Coronary drug project: Experience with niacin

Summary

Niacin was one of the treatments compared in the Coronary Drug Project, a placebo-controlled, multicenter trial of lipid-lowering drugs in the secondary prevention of coronary heart disease. A total of 1119 men, aged 30–64 at entry, were randomized to niacin and 2789 to placebo by the end of recruitment in March 1969. Although side-effects interfered with adherence to the niacin regimen, it was the most effective agent in achieving cholesterol-lowering (10% overall); other agents in the trial were clofibrate, dextrothyroxine, and conjugated equine estrogens. At the scheduled conclusion of the trial in February 1975, the niacin-treated group exhibited a statistically significantly lower incidence of definite, non-fatal myocardial infarction (MI) than the placebo group. There was a trend toward improvement in the life-table mortality curve, but this was not statistically significant. In 1981 an extended follow-up was carried out concerning vital status for the 6008 men who were still alive at the end of treatment and active follow-up in the trial in 1975 (827 in the niacin group and 2008 in placebo groups). Vital status was determined for 99.1% of these men after a mean of 9 years from conclusion of the trial. In the group previously randomized to niacin, there were 69 (11%) fewer deaths than were expected on the basis of mortality in the placebo group. This difference was significant (z = - 3.52;P = 0.0004).

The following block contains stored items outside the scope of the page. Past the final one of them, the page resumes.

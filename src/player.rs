//! The frame-sequence player: preloading, scheduling and drawing wired together.

use std::cell::{Cell, Ref, RefCell};
use std::rc::Rc;
use std::time::Duration;

use futures::future::{abortable, AbortHandle};
use futures::task::{LocalSpawn, LocalSpawnExt};
use futures::FutureExt;

use crate::animation::{PlayRequest, PlaybackPhase, PlaybackState, Tick};
use crate::geometry::backing_size;
use crate::render::render_frame;
use crate::scheduler::{drive, TickFlow, TickTask};
use crate::{
    preload, FrameClock, ImageLoader, NoopEvents, PlaybackSettings, PlayerError, PlayerEvents, PreloadError,
    RenderError, Surface,
};

/// Everything a [`FramePlayer`] needs at construction.
pub struct PlayerConfig<S, L, C> {
    /// Serialisable playback settings
    pub settings: PlaybackSettings,
    /// Destination surface
    pub surface: S,
    /// Image source decoder
    pub loader: L,
    /// Refresh and timer source
    pub clock: C,
    /// Executor for the preload and tick tasks
    pub spawner: Rc<dyn LocalSpawn>,
    /// Lifecycle hooks
    pub events: Rc<dyn PlayerEvents>,
}

impl<S, L, C> PlayerConfig<S, L, C> {
    /// Configuration with no-op lifecycle hooks.
    pub fn new(settings: PlaybackSettings, surface: S, loader: L, clock: C, spawner: Rc<dyn LocalSpawn>) -> Self {
        Self {
            settings,
            surface,
            loader,
            clock,
            spawner,
            events: Rc::new(NoopEvents),
        }
    }

    /// Replace the lifecycle hooks.
    pub fn with_events(mut self, events: Rc<dyn PlayerEvents>) -> Self {
        self.events = events;
        self
    }
}

struct Shared<S: Surface, L, C> {
    state: RefCell<PlaybackState>,
    frames: RefCell<Vec<S::Image>>,
    surface: RefCell<S>,
    loader: Rc<L>,
    clock: Rc<C>,
    spawner: Rc<dyn LocalSpawn>,
    events: Rc<dyn PlayerEvents>,
    sources: Vec<String>,
    delay: Duration,
    load_timeout: Option<Duration>,
    ticker: RefCell<TickTask>,
    preloading: RefCell<Option<AbortHandle>>,
    load_error: RefCell<Option<PreloadError>>,
    destroyed: Cell<bool>,
}

/// Plays an ordered list of still images onto a surface at a fixed rate.
///
/// Preloading starts at construction. All work runs on the spawner's
/// thread; at most one tick chain exists at any time.
///
/// ## Example
///
/// ```rust
/// use frameseq_player::{FileLoader, FramePlayer, PlaybackSettings, PlayerConfig, RasterSurface, ThreadClock};
/// use futures::executor::LocalPool;
/// use std::rc::Rc;
///
/// let pool = LocalPool::new();
/// let settings = PlaybackSettings::new(["frames/001.png", "frames/002.png"])
///     .with_size(320, 240)
///     .with_delay_ms(40);
/// let config = PlayerConfig::new(
///     settings,
///     RasterSurface::new(320, 240),
///     FileLoader::new(),
///     ThreadClock::default(),
///     Rc::new(pool.spawner()),
/// );
/// let player = FramePlayer::new(config).unwrap();
/// player.play(); // starts once both frames are decoded
/// ```
pub struct FramePlayer<S: Surface, L, C> {
    shared: Rc<Shared<S, L, C>>,
}

impl<S, L, C> FramePlayer<S, L, C>
where
    S: Surface + 'static,
    L: ImageLoader<Image = S::Image> + 'static,
    C: FrameClock + 'static,
{
    /// Validate the configuration, size the surface and start preloading.
    pub fn new(config: PlayerConfig<S, L, C>) -> Result<Self, PlayerError> {
        let PlayerConfig {
            settings,
            mut surface,
            loader,
            clock,
            spawner,
            events,
        } = config;
        settings.validate()?;

        let (logical_w, logical_h) = surface.logical_size();
        let width = settings.width.unwrap_or(logical_w);
        let height = settings.height.unwrap_or(logical_h);
        let (backing_w, backing_h) = backing_size(width, height, surface.device_pixel_ratio())?;
        surface.set_backing_size(backing_w, backing_h);
        log::debug!(
            "surface {}x{} backed by {}x{} pixels",
            width,
            height,
            backing_w,
            backing_h
        );

        let shared = Rc::new(Shared {
            state: RefCell::new(PlaybackState::new(settings.hold_ticks)),
            frames: RefCell::new(Vec::new()),
            surface: RefCell::new(surface),
            loader: Rc::new(loader),
            clock: Rc::new(clock),
            spawner,
            events,
            delay: settings.delay(),
            load_timeout: settings.load_timeout(),
            sources: settings.sources,
            ticker: RefCell::new(TickTask::new()),
            preloading: RefCell::new(None),
            load_error: RefCell::new(None),
            destroyed: Cell::new(false),
        });
        shared.start_preload()?;
        Ok(Self { shared })
    }

    /// Start or resume playback.
    ///
    /// Before the images are loaded this records the request, and playback
    /// begins as soon as loading completes. Calling it while playing does nothing.
    pub fn play(&self) {
        self.shared.play();
    }
}

impl<S: Surface, L, C> FramePlayer<S, L, C> {
    /// Stop advancing frames, keeping the current position.
    ///
    /// The pending tick is cancelled, so no frame is drawn after this returns.
    pub fn pause(&self) {
        self.shared.pause();
    }

    /// Cancel all scheduled work. Later `play()` calls do nothing.
    pub fn destroy(&self) {
        self.shared.destroy();
    }

    /// Current playback phase.
    pub fn phase(&self) -> PlaybackPhase {
        self.shared.state.borrow().phase()
    }

    /// Whether frames are currently advancing.
    pub fn is_playing(&self) -> bool {
        self.shared.state.borrow().is_playing()
    }

    /// Whether every image has been loaded.
    pub fn is_loaded(&self) -> bool {
        self.shared.state.borrow().is_loaded()
    }

    /// Index of the next frame to draw.
    pub fn frame_index(&self) -> usize {
        self.shared.state.borrow().frame_index()
    }

    /// Number of frames in the sequence.
    pub fn frame_count(&self) -> usize {
        self.shared.sources.len()
    }

    /// Why the last preload failed, if it did.
    pub fn load_error(&self) -> Option<PreloadError> {
        self.shared.load_error.borrow().clone()
    }

    /// Backing store size in physical pixels.
    pub fn backing_size(&self) -> (u32, u32) {
        self.shared.surface.borrow().backing_size()
    }

    /// Borrow the destination surface.
    ///
    /// Do not hold the borrow across a tick.
    pub fn surface(&self) -> Ref<'_, S> {
        self.shared.surface.borrow()
    }
}

impl<S: Surface, L, C> Drop for FramePlayer<S, L, C> {
    fn drop(&mut self) {
        self.shared.destroy();
    }
}

impl<S, L, C> Shared<S, L, C>
where
    S: Surface + 'static,
    L: ImageLoader<Image = S::Image> + 'static,
    C: FrameClock + 'static,
{
    fn start_preload(self: &Rc<Self>) -> Result<(), PlayerError> {
        let weak = Rc::downgrade(self);
        let loader = Rc::clone(&self.loader);
        let clock = Rc::clone(&self.clock);
        let events = Rc::clone(&self.events);
        let sources = self.sources.clone();
        let timeout = self.load_timeout;

        let (task, handle) = abortable(async move {
            let result = preload(&*loader, &*clock, &sources, timeout, |progress| {
                events.on_load_progress(progress.completed, progress.total)
            })
            .await;
            if let Some(shared) = weak.upgrade() {
                shared.finish_preload(result);
            }
        });
        self.spawner.spawn_local(task.map(drop))?;
        *self.preloading.borrow_mut() = Some(handle);
        log::debug!("preloading {} images", self.sources.len());
        Ok(())
    }

    fn finish_preload(self: &Rc<Self>, result: Result<Vec<S::Image>, PreloadError>) {
        self.preloading.borrow_mut().take();
        match result {
            Ok(images) => {
                let count = images.len();
                *self.frames.borrow_mut() = images;
                *self.load_error.borrow_mut() = None;
                let first = self.state.borrow_mut().mark_loaded(count);
                if first {
                    log::info!("{} frames ready", count);
                    self.events.on_ready();
                }
                let resume = self.state.borrow_mut().take_pending_play();
                if resume {
                    self.play();
                }
            }
            Err(err) => {
                self.state.borrow_mut().halt();
                *self.load_error.borrow_mut() = Some(err.clone());
                self.events.on_error(&PlayerError::Preload(err));
            }
        }
    }

    fn play(self: &Rc<Self>) {
        if self.destroyed.get() {
            return;
        }
        let request = self.state.borrow_mut().request_play();
        match request {
            PlayRequest::AlreadyPlaying => {}
            PlayRequest::AwaitLoad => {
                if self.preloading.borrow().is_some() {
                    log::debug!("play requested before images loaded; deferring");
                    return;
                }
                log::debug!("play requested without images; loading again");
                if let Err(err) = self.start_preload() {
                    self.state.borrow_mut().halt();
                    self.report(err);
                }
            }
            PlayRequest::Start => {
                if let Err(err) = self.start_ticking() {
                    self.state.borrow_mut().halt();
                    self.report(err);
                }
            }
        }
    }

    fn start_ticking(self: &Rc<Self>) -> Result<(), PlayerError> {
        let weak = Rc::downgrade(self);
        let clock = Rc::clone(&self.clock);
        let delay = self.delay;
        self.ticker.borrow_mut().start(&*self.spawner, move |generation| {
            drive(clock, delay, move || match weak.upgrade() {
                Some(shared) => shared.tick(generation),
                None => TickFlow::Stop,
            })
        })?;
        Ok(())
    }

    fn tick(&self, generation: u64) -> TickFlow {
        if !self.ticker.borrow().is_current(generation) {
            return TickFlow::Stop;
        }
        let tick = self.state.borrow_mut().tick();
        match tick {
            Tick::Render(index) => {
                let drawn = {
                    let frames = self.frames.borrow();
                    match frames.get(index) {
                        Some(image) => render_frame(&mut *self.surface.borrow_mut(), image).map(drop),
                        None => Err(RenderError::MissingFrame { index }),
                    }
                };
                match drawn {
                    Ok(()) => {
                        self.events.on_playing(index);
                        TickFlow::Continue
                    }
                    Err(err) => {
                        self.state.borrow_mut().halt();
                        self.ticker.borrow_mut().finish(generation);
                        self.report(err.into());
                        TickFlow::Stop
                    }
                }
            }
            Tick::Ended => {
                self.ticker.borrow_mut().finish(generation);
                log::info!("playback ended");
                self.events.on_ended();
                TickFlow::Stop
            }
            Tick::Halted => {
                self.ticker.borrow_mut().finish(generation);
                TickFlow::Stop
            }
        }
    }
}

impl<S: Surface, L, C> Shared<S, L, C> {
    fn pause(&self) {
        let paused = self.state.borrow_mut().pause();
        if paused {
            self.ticker.borrow_mut().cancel();
            log::debug!("paused at frame {}", self.state.borrow().frame_index());
            self.events.on_paused();
        }
    }

    fn destroy(&self) {
        if self.destroyed.replace(true) {
            return;
        }
        self.state.borrow_mut().halt();
        self.ticker.borrow_mut().cancel();
        if let Some(handle) = self.preloading.borrow_mut().take() {
            handle.abort();
        }
        log::debug!("player destroyed");
    }

    fn report(&self, err: PlayerError) {
        log::warn!("{}", err);
        self.events.on_error(&err);
    }
}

The data also suggested that patients with a higher baseline cholesterol experienced greater benefit from niacin therapy, as did those with the best response to the drug. No such efficacy was noted in the other regimens, although the two estrogen groups and dextrothyroxine were discontinued before completion of the trial because of adverse effects. The extended follow-up did not provide data on the use of lipid-lowering agents or other treatment in members of either the niacin or the placebo group subsequent to 1975. It was concluded that the late benefit in the niacin group may have been the result of earlier benefit in reducing nonfatal reinfarction, the result of cholesterol lowering, or both.